Case-driven response from XDR incidents

Microsoft Defender XDR correlates signals across multiple security domains into incidents. These incidents are ingested into Torq, where workflows can automate investigation, enrichment, and response across identity, endpoint, email, and cloud environments.

Custom detection rule automation

Custom detections created using Microsoft Defender Advanced Hunting (KQL) are ingested automatically, triggering workflows for enrichment, correlation, and remediation.

Prerequisites

Before setting up the Microsoft Defender data connector, ensure the following permissions are configured in your Microsoft Entra application:

  • Alert ingestion: Grant the SecurityAlert.Read.All permission.

  • Incident ingestion: Grant the SecurityIncident.Read.All permission.

For details, see the Create a Microsoft Entra application section below.

By default, Microsoft Defender XDR ingests only high-risk detections. To include medium- and low-risk alerts, update the alert service settings in the Defender portal. For instructions, see: https://learn.microsoft.com/en-us/defender-xdr/investigate-alerts?tabs=settings#configure-alert-service-settings

How to use

Create a Microsoft Entra application

Before setting up the Microsoft Defender data connector in Torq, you must create a Microsoft Entra application, grant the required permissions, and use the application credentials when configuring the connector in Torq.
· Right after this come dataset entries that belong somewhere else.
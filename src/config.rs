//! Configuration management for AlertRelay
//!
//! This module defines the main `Config` struct and its sub-structs,
//! responsible for holding all application settings. It uses the `figment`
//! crate to layer defaults, an optional `alertrelay.toml` file, environment
//! variables and command-line flags.

use crate::cli::Cli;
use anyhow::{bail, Result};
use figment::{
    providers::{Env, Format, Serialized, Toml},
    Figment,
};
use serde::{Deserialize, Serialize};
use std::fmt;
use std::net::SocketAddr;
use std::path::Path;

pub const DEFAULT_CONFIG_FILE: &str = "alertrelay.toml";

/// The main configuration struct for the application.
#[derive(Debug, Deserialize, Serialize, Clone, PartialEq)]
#[serde(default)]
pub struct Config {
    /// The logging level for the application.
    pub log_level: String,
    /// Configuration for the inbound HTTP server.
    pub server: ServerConfig,
    /// Configuration for the push provider.
    pub provider: ProviderConfig,
    /// Configuration for notification text.
    pub formatting: FormattingConfig,
    /// Configuration for the Prometheus metrics endpoint.
    pub metrics: MetricsConfig,
}

/// Configuration for the inbound HTTP server.
#[derive(Debug, Deserialize, Serialize, Clone, PartialEq)]
#[serde(default)]
pub struct ServerConfig {
    /// The address the HTTP server listens on.
    pub listen_address: SocketAddr,
}

/// Credentials and request settings for the push provider.
///
/// Loaded once at startup and never mutated.
#[derive(Deserialize, Serialize, Clone, PartialEq)]
#[serde(default)]
pub struct ProviderConfig {
    /// The provider-side application identifier.
    pub app_id: String,
    /// The REST API key sent in the `Authorization` header.
    pub api_key: String,
    /// The notification-creation endpoint.
    pub api_url: String,
    /// The scheme placed before the key in the `Authorization` header.
    pub auth_scheme: String,
    /// Delivery priority sent with every notification.
    pub priority: u8,
    /// Sound selector sent with every notification.
    pub sound: String,
    /// Request timeout in milliseconds. Unset means the HTTP client default.
    pub timeout_ms: Option<u64>,
    /// Log notifications instead of delivering them.
    pub dry_run: bool,
}

// Keep the API key out of logs.
impl fmt::Debug for ProviderConfig {
    fn fmt(&self, f: &mut fmt::Formatter<'_>) -> fmt::Result {
        f.debug_struct("ProviderConfig")
            .field("app_id", &self.app_id)
            .field("api_key", &"<redacted>")
            .field("api_url", &self.api_url)
            .field("auth_scheme", &self.auth_scheme)
            .field("priority", &self.priority)
            .field("sound", &self.sound)
            .field("timeout_ms", &self.timeout_ms)
            .field("dry_run", &self.dry_run)
            .finish()
    }
}

/// Configuration for notification text.
#[derive(Debug, Deserialize, Serialize, Clone, PartialEq)]
#[serde(default)]
pub struct FormattingConfig {
    /// Prefix titles with an emoji per alert kind.
    pub emoji_titles: bool,
}

/// Configuration for the Prometheus metrics endpoint.
#[derive(Debug, Default, Deserialize, Serialize, Clone, PartialEq)]
#[serde(default)]
pub struct MetricsConfig {
    /// Serve `/metrics` on the main router.
    pub enabled: bool,
}

impl Config {
    /// Loads the application configuration.
    ///
    /// Sources, lowest precedence first: built-in defaults, the TOML file
    /// (`--config` or `alertrelay.toml` if present), `ALERTRELAY_` environment
    /// variables (`__` separates nested keys), then command-line flags.
    pub fn load(cli: &Cli) -> Result<Self> {
        let mut figment = Figment::new().merge(Serialized::defaults(Config::default()));

        match &cli.config {
            Some(path) => {
                if !path.exists() {
                    bail!("configuration file not found: {}", path.display());
                }
                figment = figment.merge(Toml::file(path));
            }
            None if Path::new(DEFAULT_CONFIG_FILE).exists() => {
                figment = figment.merge(Toml::file(DEFAULT_CONFIG_FILE));
            }
            None => {}
        }

        let config: Config = figment
            // e.g., ALERTRELAY_PROVIDER__API_KEY=...
            .merge(Env::prefixed("ALERTRELAY_").split("__"))
            .merge(cli)
            .extract()?;
        config.validate()?;
        Ok(config)
    }

    /// Rejects configurations the service cannot run with.
    pub fn validate(&self) -> Result<()> {
        if !self.provider.dry_run {
            if self.provider.app_id.trim().is_empty() {
                bail!("provider.app_id is required unless provider.dry_run is set");
            }
            if self.provider.api_key.trim().is_empty() {
                bail!("provider.api_key is required unless provider.dry_run is set");
            }
        }
        if self.provider.api_url.trim().is_empty() {
            bail!("provider.api_url must not be empty");
        }
        Ok(())
    }
}

// Provide a default implementation for tests and easy setup.
impl Default for Config {
    fn default() -> Self {
        Self {
            log_level: "info".to_string(),
            server: ServerConfig::default(),
            provider: ProviderConfig::default(),
            formatting: FormattingConfig::default(),
            metrics: MetricsConfig::default(),
        }
    }
}

impl Default for ServerConfig {
    fn default() -> Self {
        Self {
            listen_address: SocketAddr::from(([0, 0, 0, 0], 8080)),
        }
    }
}

impl Default for ProviderConfig {
    fn default() -> Self {
        Self {
            app_id: String::new(),
            api_key: String::new(),
            api_url: "https://onesignal.com/api/v1/notifications".to_string(),
            auth_scheme: "Basic".to_string(),
            priority: 10,
            sound: "emergency_alert.wav".to_string(),
            timeout_ms: None,
            dry_run: false,
        }
    }
}

impl Default for FormattingConfig {
    fn default() -> Self {
        Self { emoji_titles: true }
    }
}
Torq provides separate integrations for alerts and incidents. If you use a single Entra application for both integrations, grant both permissions. If you create separate Entra applications, assign only the permission required for each integration.
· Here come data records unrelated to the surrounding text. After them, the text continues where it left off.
//! The dispatch engine.
//!
//! `AlertDispatcher::handle` takes one validated request, resolves its
//! recipients, builds the notification, performs the outbound call(s) and
//! reduces them into a `DispatchReport`. It holds no per-request state, so a
//! single instance is shared across all concurrent requests.

use crate::core::{AlertKind, DispatchOutcome, NotificationPayload, NotificationSender, Recipients};
use crate::formatting::{ContentFormatter, NotificationContent};
use crate::internal_metrics::Metrics;
use crate::request::{AlertRequest, ValidationError};
use chrono::{DateTime, Utc};
use serde_json::Value;
use std::sync::Arc;
use std::time::Instant;
use thiserror::Error;
use tracing::{error, info, instrument, warn};

#[derive(Error, Debug)]
pub enum DispatchError {
    #[error(transparent)]
    Validation(#[from] ValidationError),

    /// The sender failed in a way it could not express as an outcome.
    #[error(transparent)]
    Internal(anyhow::Error),
}

/// The reduced result of one dispatch call.
#[derive(Debug, Clone, PartialEq)]
pub struct DispatchReport {
    pub kind: AlertKind,
    /// Mirrors `primary.delivered`.
    pub success: bool,
    pub recipient_count: usize,
    /// `None` when there was nobody to send to.
    pub primary: Option<DispatchOutcome>,
    /// Only present for emergency alerts.
    pub confirmation: Option<DispatchOutcome>,
}

impl DispatchReport {
    pub fn message(&self) -> String {
        match self.kind {
            AlertKind::Test => "Test notification sent".to_string(),
            kind => format!("{} sent to {} contacts", kind.label(), self.recipient_count),
        }
    }

    pub fn provider_response(&self) -> Option<&Value> {
        self.primary.as_ref()?.provider_response.as_ref()
    }

    pub fn error(&self) -> Option<&str> {
        match &self.primary {
            Some(outcome) => outcome.error.as_deref(),
            None => Some("No valid player IDs found in contacts; nothing was sent"),
        }
    }
}

type Clock = Arc<dyn Fn() -> DateTime<Utc> + Send + Sync>;

/// Fans validated alerts out to the notification sender.
#[derive(Clone)]
pub struct AlertDispatcher {
    sender: Arc<dyn NotificationSender>,
    formatter: ContentFormatter,
    metrics: Metrics,
    clock: Clock,
}

impl AlertDispatcher {
    pub fn new(sender: Arc<dyn NotificationSender>, formatter: ContentFormatter, metrics: Metrics) -> Self {
        Self {
            sender,
            formatter,
            metrics,
            clock: Arc::new(Utc::now),
        }
    }

    /// Replaces the timestamp source used for `data.timestamp`.
    pub fn with_clock<F>(mut self, clock: F) -> Self
    where
        F: Fn() -> DateTime<Utc> + Send + Sync + 'static,
    {
        self.clock = Arc::new(clock);
        self
    }

    /// Dispatches a validated request.
    ///
    /// At most two sender calls are made: the primary alert and, for
    /// emergencies, the confirmation echo to the originator. Nothing is
    /// retried.
    #[instrument(skip_all, fields(kind = %request.kind()))]
    pub async fn handle(&self, request: AlertRequest) -> Result<DispatchReport, DispatchError> {
        let kind = request.kind();
        self.metrics.increment_alerts_received(kind);

        let recipients = match &request {
            AlertRequest::Test(t) => Recipients::single(t.recipient_id.clone()),
            other => Recipients::from_contacts(other.contacts()),
        };

        let Some(recipients) = recipients else {
            if kind == AlertKind::Emergency {
                self.metrics.increment_alerts_rejected(kind);
                return Err(ValidationError::NoRecipients.into());
            }
            warn!(
                contacts = request.contacts().len(),
                "No valid player IDs in contacts; skipping delivery"
            );
            return Ok(DispatchReport {
                kind,
                success: false,
                recipient_count: 0,
                primary: None,
                confirmation: None,
            });
        };

        let content = self.formatter.render(&request, (self.clock)());
        let recipient_count = recipients.len();
        info!(
            recipients = ?recipients.as_slice(),
            "Sending {} to {} recipients", kind, recipient_count
        );

        let primary = self
            .send(payload(recipients, content))
            .await
            .map_err(DispatchError::Internal)?;

        let confirmation = match &request {
            AlertRequest::Emergency(r) => Some(self.confirm(&r.sender_id, recipient_count).await),
            _ => None,
        };

        Ok(DispatchReport {
            kind,
            success: primary.delivered,
            recipient_count,
            primary: Some(primary),
            confirmation,
        })
    }

    /// Sends the emergency confirmation back to the originator. Failures are
    /// folded into the outcome and never fail the request.
    async fn confirm(&self, sender_id: &str, contacts_notified: usize) -> DispatchOutcome {
        let Some(recipients) = Recipients::single(sender_id) else {
            return DispatchOutcome::failed(0, None, "sender has no player ID");
        };
        let content = self.formatter.confirmation(contacts_notified);
        match self.send(payload(recipients, content)).await {
            Ok(outcome) => {
                if !outcome.delivered {
                    warn!(error = ?outcome.error, "Emergency confirmation was not delivered");
                }
                outcome
            }
            Err(e) => {
                error!(error = %e, "Emergency confirmation failed");
                DispatchOutcome::failed(1, None, e.to_string())
            }
        }
    }

    async fn send(&self, payload: NotificationPayload) -> anyhow::Result<DispatchOutcome> {
        let start = Instant::now();
        let result = self.sender.send(&payload).await;
        self.metrics
            .record_provider_request(start.elapsed().as_secs_f64());
        match &result {
            Ok(outcome) => self.metrics.increment_notifications_sent(if outcome.delivered {
                "delivered"
            } else {
                "failed"
            }),
            Err(_) => self.metrics.increment_notifications_sent("error"),
        }
        result
    }
}

fn payload(recipients: Recipients, content: NotificationContent) -> NotificationPayload {
    NotificationPayload {
        recipients,
        title: content.title,
        body: content.body,
        data: content.data,
    }
}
  1. Log in to Entra: Sign in to the Microsoft Entra portal.

  2. Open App Registrations: Navigate to App Registrations.
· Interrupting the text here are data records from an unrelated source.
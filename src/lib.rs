/// AlertRelay - a notification-dispatch gateway for personal-safety alerts
///
/// This library validates inbound alert requests, fans them out to the
/// contacts' push installations through a provider, and reports the outcome
/// of every delivery attempt back to the caller.
pub mod notification;

pub mod app;
pub mod cli;
pub mod config;
pub mod core;
pub mod dispatch;
pub mod formatting;
pub mod internal_metrics;
pub mod request;
pub mod server;
pub mod task_manager;

// Re-export core types for convenience
pub use core::*;
pub use dispatch::{AlertDispatcher, DispatchError, DispatchReport};
pub use request::{AlertRequest, ValidationError};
  3. Create new app: Click New Registration.

  4. Enter app details: Provide a name for the application and register it.

  5. Open API permissions: Navigate to App registrations > All applications, locate and open your app, then select API Permissions.

  6. Add permissions: Click Add a permission.

  7. Select Microsoft Graph: Choose Microsoft Graph.

  8. Choose permission type: Select Application permissions.

  9. Add required permissions:

    • Add SecurityAlert.Read.All (for alert ingestion)

    • Add SecurityIncident.Read.All (for incident ingestion)

  10. Grant admin consent: Click Grant admin consent to apply the permissions. Ensure admin consent is granted; otherwise, the connector will not be able to retrieve data.

  11. Add an application secret:

    1. Navigate to Certificates & secrets.

    2. Select Client secrets.

    3. Click New client secret.

    4. Enter a description and choose an expiration, then click Add.

    5. Copy the Value field and use it when configuring the connector in Torq.

Set up a data connector instance

  1. Open connector setup: Go to Integrations > Microsoft Defender Alerts or Microsoft Defender Incidents > Add Instance.

  2. Configure connection details:

    • Name: Enter a descriptive name.

    • Tenant ID: Enter your Microsoft Entra tenant ID.

    • Client ID: Enter the application (client) ID.

    • Client Secret: Enter the generated client secret.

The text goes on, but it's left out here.